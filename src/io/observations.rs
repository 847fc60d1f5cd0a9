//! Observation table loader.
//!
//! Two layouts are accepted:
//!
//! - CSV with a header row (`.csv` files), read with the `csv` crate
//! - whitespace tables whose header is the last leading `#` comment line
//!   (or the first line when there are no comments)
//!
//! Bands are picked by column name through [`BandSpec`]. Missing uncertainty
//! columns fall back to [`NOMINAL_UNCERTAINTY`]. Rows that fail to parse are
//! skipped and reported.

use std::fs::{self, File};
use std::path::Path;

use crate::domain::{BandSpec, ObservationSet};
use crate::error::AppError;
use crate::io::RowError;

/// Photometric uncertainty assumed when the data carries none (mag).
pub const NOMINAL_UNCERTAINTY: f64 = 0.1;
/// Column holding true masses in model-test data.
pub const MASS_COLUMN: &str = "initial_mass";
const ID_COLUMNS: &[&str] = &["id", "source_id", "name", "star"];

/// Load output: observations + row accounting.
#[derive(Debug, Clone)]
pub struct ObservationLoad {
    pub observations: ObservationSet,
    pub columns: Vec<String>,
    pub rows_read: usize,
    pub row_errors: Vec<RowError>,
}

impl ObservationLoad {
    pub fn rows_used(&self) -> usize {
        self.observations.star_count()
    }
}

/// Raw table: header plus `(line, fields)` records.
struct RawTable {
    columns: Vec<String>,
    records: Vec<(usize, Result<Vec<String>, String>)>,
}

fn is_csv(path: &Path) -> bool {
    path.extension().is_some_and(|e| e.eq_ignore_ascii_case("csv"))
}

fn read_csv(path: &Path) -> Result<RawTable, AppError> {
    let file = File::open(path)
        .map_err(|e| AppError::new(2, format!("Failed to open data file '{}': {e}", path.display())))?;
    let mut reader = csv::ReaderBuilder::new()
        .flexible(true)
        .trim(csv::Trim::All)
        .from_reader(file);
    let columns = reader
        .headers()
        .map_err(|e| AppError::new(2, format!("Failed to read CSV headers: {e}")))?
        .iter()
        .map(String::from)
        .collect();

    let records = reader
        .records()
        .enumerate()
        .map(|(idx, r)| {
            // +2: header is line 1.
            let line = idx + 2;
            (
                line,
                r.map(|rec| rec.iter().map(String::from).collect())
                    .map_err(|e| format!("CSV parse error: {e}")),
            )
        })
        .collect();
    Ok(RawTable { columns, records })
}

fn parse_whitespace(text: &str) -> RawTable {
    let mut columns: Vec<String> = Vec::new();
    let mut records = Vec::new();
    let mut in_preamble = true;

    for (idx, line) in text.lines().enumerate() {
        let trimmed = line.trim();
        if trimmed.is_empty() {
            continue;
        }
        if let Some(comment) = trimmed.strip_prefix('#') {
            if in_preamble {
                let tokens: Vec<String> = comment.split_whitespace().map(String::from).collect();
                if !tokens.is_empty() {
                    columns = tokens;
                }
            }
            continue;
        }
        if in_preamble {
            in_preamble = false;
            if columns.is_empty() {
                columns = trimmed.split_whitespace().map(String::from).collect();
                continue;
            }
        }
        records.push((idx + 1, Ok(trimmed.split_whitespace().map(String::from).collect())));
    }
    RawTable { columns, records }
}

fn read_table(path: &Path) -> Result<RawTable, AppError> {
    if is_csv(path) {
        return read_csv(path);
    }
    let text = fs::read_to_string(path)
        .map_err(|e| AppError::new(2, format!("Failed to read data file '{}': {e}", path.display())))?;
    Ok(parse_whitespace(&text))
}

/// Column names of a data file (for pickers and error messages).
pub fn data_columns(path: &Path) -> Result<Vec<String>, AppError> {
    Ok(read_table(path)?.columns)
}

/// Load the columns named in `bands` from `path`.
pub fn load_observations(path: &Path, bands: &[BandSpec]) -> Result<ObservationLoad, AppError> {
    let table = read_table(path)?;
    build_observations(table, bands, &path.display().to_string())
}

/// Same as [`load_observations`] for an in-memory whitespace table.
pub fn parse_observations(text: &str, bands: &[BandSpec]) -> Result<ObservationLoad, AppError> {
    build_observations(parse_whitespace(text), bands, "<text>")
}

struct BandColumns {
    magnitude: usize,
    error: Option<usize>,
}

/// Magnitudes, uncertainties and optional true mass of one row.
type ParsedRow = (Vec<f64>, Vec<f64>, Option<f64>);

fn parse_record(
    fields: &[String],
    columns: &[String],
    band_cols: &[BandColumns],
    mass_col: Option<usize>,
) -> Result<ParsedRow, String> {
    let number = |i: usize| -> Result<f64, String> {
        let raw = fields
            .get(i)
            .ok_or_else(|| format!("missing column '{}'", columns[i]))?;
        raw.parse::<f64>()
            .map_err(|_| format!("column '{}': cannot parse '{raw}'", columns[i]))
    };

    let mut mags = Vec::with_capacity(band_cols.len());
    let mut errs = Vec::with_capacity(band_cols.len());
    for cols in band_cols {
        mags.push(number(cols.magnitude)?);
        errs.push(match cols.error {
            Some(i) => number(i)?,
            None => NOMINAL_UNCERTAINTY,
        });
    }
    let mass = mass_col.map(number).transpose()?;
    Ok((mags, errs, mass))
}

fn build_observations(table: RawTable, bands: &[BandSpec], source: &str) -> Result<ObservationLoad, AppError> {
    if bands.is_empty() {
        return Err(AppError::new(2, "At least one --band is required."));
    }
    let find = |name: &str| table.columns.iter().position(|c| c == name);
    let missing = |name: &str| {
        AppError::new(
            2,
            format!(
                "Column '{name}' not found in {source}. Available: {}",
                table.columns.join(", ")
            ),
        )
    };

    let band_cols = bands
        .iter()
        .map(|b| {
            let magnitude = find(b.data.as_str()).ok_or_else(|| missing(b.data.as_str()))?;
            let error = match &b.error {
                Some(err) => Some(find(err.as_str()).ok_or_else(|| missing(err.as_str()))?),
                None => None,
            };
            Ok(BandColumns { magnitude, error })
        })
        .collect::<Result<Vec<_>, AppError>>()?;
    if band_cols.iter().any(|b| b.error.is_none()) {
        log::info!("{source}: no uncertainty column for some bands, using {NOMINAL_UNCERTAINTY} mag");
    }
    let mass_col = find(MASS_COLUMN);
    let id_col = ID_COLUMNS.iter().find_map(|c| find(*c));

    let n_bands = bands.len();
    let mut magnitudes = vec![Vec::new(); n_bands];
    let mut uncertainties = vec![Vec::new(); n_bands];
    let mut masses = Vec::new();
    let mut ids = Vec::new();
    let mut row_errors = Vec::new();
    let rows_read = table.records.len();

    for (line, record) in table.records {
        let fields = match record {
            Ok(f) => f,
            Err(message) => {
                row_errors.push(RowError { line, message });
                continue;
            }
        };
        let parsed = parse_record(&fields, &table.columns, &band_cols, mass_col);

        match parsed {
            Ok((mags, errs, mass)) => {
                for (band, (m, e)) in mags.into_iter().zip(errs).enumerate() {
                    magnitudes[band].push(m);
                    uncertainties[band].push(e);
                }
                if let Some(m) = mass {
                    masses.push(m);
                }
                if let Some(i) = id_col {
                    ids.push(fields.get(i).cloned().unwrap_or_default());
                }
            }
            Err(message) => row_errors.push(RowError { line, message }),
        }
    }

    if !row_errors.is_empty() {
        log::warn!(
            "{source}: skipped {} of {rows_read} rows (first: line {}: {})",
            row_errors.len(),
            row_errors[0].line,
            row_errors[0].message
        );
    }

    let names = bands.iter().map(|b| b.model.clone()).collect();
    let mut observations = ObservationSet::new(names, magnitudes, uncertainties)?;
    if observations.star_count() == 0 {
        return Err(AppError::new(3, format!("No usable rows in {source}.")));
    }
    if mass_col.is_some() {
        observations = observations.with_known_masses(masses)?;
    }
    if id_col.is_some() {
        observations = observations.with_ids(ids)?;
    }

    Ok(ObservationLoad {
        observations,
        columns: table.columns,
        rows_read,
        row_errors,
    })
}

▸ EXERCISE REQUIREMENTS: Within the records above, find every line holding the word "model" and give the total as a bare number.

▸ ANSWER TO THIS PROBLEM: 2